▶ **Task prompt**: Nothing outside the range is wanted. Repeat exactly the lines below from the one with "filename crates/api/src/notifications/mod.rs" through the one with "let ad = AdvertisementRepo::create(&state.pool, &input).await?;".

▶ **Record set**:
◇ ◇ ◇
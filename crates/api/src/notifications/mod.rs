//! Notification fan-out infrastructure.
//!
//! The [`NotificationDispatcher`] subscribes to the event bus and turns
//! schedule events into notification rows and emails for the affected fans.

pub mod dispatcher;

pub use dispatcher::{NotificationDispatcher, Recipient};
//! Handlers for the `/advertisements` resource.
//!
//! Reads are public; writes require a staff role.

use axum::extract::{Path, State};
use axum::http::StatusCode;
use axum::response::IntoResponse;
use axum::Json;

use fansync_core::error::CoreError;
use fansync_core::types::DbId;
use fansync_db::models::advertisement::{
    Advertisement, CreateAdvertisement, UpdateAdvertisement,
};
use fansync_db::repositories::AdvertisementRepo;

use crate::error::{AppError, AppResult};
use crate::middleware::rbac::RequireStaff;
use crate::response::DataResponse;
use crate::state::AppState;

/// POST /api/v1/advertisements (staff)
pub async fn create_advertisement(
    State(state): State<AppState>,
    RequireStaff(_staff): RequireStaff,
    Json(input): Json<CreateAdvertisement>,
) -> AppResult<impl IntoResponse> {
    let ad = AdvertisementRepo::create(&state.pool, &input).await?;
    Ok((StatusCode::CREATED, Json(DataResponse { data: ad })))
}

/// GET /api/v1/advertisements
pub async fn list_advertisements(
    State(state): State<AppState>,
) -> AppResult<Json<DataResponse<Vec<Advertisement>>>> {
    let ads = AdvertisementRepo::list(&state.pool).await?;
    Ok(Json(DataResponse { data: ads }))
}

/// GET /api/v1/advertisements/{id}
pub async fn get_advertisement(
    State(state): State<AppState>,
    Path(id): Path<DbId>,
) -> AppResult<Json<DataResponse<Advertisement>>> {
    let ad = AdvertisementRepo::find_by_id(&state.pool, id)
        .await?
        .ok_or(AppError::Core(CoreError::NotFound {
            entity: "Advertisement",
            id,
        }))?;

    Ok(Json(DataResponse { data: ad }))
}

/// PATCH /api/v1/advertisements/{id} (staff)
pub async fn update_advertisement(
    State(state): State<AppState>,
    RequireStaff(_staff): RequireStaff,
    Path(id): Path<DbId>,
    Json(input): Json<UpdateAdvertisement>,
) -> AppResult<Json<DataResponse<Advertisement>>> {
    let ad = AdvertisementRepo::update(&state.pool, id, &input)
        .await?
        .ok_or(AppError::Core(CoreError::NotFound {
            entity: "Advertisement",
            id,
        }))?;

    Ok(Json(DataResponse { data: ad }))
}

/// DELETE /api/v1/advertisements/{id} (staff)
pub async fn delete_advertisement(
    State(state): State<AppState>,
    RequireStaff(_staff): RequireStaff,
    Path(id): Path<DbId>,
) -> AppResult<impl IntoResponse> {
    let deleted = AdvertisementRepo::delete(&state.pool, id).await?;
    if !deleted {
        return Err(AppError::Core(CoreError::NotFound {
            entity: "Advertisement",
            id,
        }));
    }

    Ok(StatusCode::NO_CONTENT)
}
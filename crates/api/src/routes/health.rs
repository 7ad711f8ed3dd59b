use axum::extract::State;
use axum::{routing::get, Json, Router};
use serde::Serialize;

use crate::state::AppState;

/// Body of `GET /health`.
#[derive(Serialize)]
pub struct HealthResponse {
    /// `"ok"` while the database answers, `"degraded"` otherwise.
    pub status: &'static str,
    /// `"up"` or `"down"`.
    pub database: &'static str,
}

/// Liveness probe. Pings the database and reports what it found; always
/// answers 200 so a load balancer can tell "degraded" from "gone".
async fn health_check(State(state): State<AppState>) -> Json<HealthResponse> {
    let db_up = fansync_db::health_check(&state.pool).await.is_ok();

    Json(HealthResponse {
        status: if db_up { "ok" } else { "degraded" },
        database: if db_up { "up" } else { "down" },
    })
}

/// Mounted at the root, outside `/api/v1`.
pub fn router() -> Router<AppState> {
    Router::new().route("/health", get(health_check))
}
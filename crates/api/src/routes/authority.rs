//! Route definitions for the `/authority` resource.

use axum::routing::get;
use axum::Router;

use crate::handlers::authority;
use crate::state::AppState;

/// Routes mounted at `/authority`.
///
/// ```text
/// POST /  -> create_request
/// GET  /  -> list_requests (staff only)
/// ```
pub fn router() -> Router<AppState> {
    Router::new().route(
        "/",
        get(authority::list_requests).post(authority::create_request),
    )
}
◇ ◇ ◇
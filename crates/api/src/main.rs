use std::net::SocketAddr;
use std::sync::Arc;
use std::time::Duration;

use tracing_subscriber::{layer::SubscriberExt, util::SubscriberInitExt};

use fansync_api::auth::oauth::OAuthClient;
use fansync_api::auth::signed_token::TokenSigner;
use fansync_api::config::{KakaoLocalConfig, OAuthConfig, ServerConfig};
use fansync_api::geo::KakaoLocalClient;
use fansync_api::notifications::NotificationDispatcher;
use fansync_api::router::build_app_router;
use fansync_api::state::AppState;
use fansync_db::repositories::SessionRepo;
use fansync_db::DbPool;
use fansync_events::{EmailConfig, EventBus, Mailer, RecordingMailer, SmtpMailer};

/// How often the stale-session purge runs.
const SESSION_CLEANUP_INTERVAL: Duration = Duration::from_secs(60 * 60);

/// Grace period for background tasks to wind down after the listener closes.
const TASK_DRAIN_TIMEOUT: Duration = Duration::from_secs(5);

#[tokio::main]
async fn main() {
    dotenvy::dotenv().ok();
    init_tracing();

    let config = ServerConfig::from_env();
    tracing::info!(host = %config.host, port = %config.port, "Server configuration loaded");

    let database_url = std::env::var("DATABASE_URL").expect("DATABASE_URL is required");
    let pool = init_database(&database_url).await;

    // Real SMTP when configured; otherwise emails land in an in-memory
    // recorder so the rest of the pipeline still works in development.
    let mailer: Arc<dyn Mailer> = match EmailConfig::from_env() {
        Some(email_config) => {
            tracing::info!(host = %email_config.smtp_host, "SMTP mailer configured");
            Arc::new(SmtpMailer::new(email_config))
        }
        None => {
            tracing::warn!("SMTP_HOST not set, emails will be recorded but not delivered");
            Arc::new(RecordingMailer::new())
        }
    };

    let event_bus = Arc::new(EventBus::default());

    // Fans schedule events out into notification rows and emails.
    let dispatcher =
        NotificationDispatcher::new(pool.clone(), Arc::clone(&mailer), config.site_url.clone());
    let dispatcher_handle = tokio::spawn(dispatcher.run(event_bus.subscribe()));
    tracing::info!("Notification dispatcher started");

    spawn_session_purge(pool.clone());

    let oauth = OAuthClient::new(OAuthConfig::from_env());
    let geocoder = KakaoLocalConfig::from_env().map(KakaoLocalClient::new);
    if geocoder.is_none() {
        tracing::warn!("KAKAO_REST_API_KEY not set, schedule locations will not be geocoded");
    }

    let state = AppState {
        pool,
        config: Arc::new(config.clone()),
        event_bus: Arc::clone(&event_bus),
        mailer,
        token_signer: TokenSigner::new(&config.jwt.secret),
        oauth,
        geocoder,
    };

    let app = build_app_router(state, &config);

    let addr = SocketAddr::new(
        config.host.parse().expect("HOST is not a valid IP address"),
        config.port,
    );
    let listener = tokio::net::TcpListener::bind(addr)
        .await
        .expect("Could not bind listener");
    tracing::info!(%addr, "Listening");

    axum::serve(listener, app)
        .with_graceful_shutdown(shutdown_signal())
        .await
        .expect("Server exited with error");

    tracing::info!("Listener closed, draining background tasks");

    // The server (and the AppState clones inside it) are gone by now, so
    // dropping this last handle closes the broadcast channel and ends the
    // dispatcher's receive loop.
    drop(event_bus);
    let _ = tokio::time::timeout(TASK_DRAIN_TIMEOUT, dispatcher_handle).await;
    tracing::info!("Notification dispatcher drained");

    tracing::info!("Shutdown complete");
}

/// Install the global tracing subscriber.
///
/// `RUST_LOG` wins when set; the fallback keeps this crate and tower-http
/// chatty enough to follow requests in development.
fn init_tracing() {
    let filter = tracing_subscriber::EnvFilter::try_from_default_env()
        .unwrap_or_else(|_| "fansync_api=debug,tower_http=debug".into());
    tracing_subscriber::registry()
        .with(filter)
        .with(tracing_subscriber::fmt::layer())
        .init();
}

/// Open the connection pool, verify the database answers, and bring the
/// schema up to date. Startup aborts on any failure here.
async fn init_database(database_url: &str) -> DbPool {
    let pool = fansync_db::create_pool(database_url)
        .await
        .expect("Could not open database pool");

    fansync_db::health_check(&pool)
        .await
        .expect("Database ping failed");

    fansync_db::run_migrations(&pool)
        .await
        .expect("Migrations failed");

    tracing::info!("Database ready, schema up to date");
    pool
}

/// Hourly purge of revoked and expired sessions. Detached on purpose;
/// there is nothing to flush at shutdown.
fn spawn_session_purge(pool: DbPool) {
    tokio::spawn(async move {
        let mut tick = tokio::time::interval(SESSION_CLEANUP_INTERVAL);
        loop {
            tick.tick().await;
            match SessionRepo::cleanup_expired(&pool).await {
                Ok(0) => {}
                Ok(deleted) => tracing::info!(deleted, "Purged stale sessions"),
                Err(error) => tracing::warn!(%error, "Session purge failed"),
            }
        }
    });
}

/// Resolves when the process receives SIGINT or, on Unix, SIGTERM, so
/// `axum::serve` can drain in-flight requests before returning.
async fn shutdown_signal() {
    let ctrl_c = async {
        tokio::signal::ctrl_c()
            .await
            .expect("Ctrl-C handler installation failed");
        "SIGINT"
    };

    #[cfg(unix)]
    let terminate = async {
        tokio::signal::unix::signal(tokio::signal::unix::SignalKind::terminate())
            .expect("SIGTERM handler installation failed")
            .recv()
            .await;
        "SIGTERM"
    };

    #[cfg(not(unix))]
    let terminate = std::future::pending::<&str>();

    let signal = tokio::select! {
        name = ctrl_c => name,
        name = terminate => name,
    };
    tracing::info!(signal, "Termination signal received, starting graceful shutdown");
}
◇ ◇ ◇
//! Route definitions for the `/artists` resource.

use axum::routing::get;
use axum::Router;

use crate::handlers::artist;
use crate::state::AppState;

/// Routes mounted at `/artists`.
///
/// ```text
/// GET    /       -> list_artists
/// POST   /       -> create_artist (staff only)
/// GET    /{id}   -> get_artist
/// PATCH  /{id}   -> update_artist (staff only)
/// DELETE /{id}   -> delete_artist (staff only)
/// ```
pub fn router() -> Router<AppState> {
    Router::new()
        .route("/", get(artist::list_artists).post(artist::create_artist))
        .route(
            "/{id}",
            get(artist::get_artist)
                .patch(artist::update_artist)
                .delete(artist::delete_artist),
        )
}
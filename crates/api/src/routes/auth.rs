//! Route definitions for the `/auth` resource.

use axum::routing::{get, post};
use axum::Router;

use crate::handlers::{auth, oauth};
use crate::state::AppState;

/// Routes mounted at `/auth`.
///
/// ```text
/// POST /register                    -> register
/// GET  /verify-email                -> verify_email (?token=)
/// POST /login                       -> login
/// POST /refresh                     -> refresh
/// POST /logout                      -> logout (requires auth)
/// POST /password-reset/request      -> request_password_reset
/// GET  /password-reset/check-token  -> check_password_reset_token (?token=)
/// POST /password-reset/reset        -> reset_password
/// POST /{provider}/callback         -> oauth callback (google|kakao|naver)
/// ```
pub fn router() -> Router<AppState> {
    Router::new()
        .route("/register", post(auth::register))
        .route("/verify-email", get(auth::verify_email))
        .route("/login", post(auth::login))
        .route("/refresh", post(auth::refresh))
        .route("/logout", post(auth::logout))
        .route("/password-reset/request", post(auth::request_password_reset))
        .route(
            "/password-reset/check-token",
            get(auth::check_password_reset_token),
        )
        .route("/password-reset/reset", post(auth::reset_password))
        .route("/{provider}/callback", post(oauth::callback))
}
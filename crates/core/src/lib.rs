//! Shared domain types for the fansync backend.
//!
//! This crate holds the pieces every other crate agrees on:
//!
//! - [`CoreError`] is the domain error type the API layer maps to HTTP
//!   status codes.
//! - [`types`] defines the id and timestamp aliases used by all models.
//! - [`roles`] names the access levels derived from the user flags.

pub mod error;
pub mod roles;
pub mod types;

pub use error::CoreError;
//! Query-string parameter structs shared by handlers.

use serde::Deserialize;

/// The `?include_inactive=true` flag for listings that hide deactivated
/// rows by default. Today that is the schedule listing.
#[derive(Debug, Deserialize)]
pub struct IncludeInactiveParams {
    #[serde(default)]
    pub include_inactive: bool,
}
◇ ◇ ◇
▶ **Solution to this problem**:
filename crates/api/src/notifications/mod.rs
//! Notification fan-out infrastructure.
//!
//! The [`NotificationDispatcher`] subscribes to the event bus and turns
//! schedule events into notification rows and emails for the affected fans.

pub mod dispatcher;

pub use dispatcher::{NotificationDispatcher, Recipient};
//! Handlers for the `/advertisements` resource.
//!
//! Reads are public; writes require a staff role.

use axum::extract::{Path, State};
use axum::http::StatusCode;
use axum::response::IntoResponse;
use axum::Json;

use fansync_core::error::CoreError;
use fansync_core::types::DbId;
use fansync_db::models::advertisement::{
    Advertisement, CreateAdvertisement, UpdateAdvertisement,
};
use fansync_db::repositories::AdvertisementRepo;

use crate::error::{AppError, AppResult};
use crate::middleware::rbac::RequireStaff;
use crate::response::DataResponse;
use crate::state::AppState;

/// POST /api/v1/advertisements (staff)
pub async fn create_advertisement(
    State(state): State<AppState>,
    RequireStaff(_staff): RequireStaff,
    Json(input): Json<CreateAdvertisement>,
) -> AppResult<impl IntoResponse> {
    let ad = AdvertisementRepo::create(&state.pool, &input).await?;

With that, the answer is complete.